[RECORDS FOR THE EXERCISE]

use std::path::PathBuf;

use pactum_core::approvals::{eligible_approvers, ApprovalSelection, ApprovalTrack};
use pactum_core::domain::user::User;
use pactum_core::errors::ApplicationError;
use serde::Serialize;

use crate::commands::{read_json, CommandResult, EXIT_RULE_REJECTION};

const COMMAND: &str = "check-selection";

#[derive(Clone, Debug)]
pub struct SelectionArgs {
    pub selection: PathBuf,
    pub roster: PathBuf,
}

#[derive(Debug, Serialize)]
struct EligibleView {
    track: ApprovalTrack,
    required: bool,
    candidates: Vec<String>,
}

pub fn run(args: &SelectionArgs) -> CommandResult {
    let selection: ApprovalSelection = match read_json(&args.selection) {
        Ok(selection) => selection,
        Err(error) => return CommandResult::input_failure(COMMAND, &error),
    };
    let roster: Vec<User> = match read_json(&args.roster) {
        Ok(roster) => roster,
        Err(error) => return CommandResult::input_failure(COMMAND, &error),
    };

    if let Err(error) = selection.validate(&roster) {
        tracing::warn!(
            event_name = "cli.selection.rejected",
            error = %error,
            "approval selection rejected"
        );
        let error = ApplicationError::from(error);
        return CommandResult::failure(
            COMMAND,
            error.error_class(),
            error.to_string(),
            EXIT_RULE_REJECTION,
        );
    }

    let eligible = ApprovalTrack::ALL
        .into_iter()
        .map(|track| EligibleView {
            track,
            required: track.is_required(),
            candidates: eligible_approvers(track, &roster)
                .into_iter()
                .map(|user| user.id.as_str().to_string())
                .collect(),
        })
        .collect::<Vec<_>>();

    tracing::info!(event_name = "cli.selection.accepted", "approval selection accepted");
    CommandResult::success_with_data(COMMAND, "selection is valid", &eligible)
}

[/RECORDS FOR THE EXERCISE]

- WHAT THE TASK ASKS:
Read the entries and select each line where the word "required" is found.

- TASK ANSWER:
    required: bool,
            required: track.is_required(),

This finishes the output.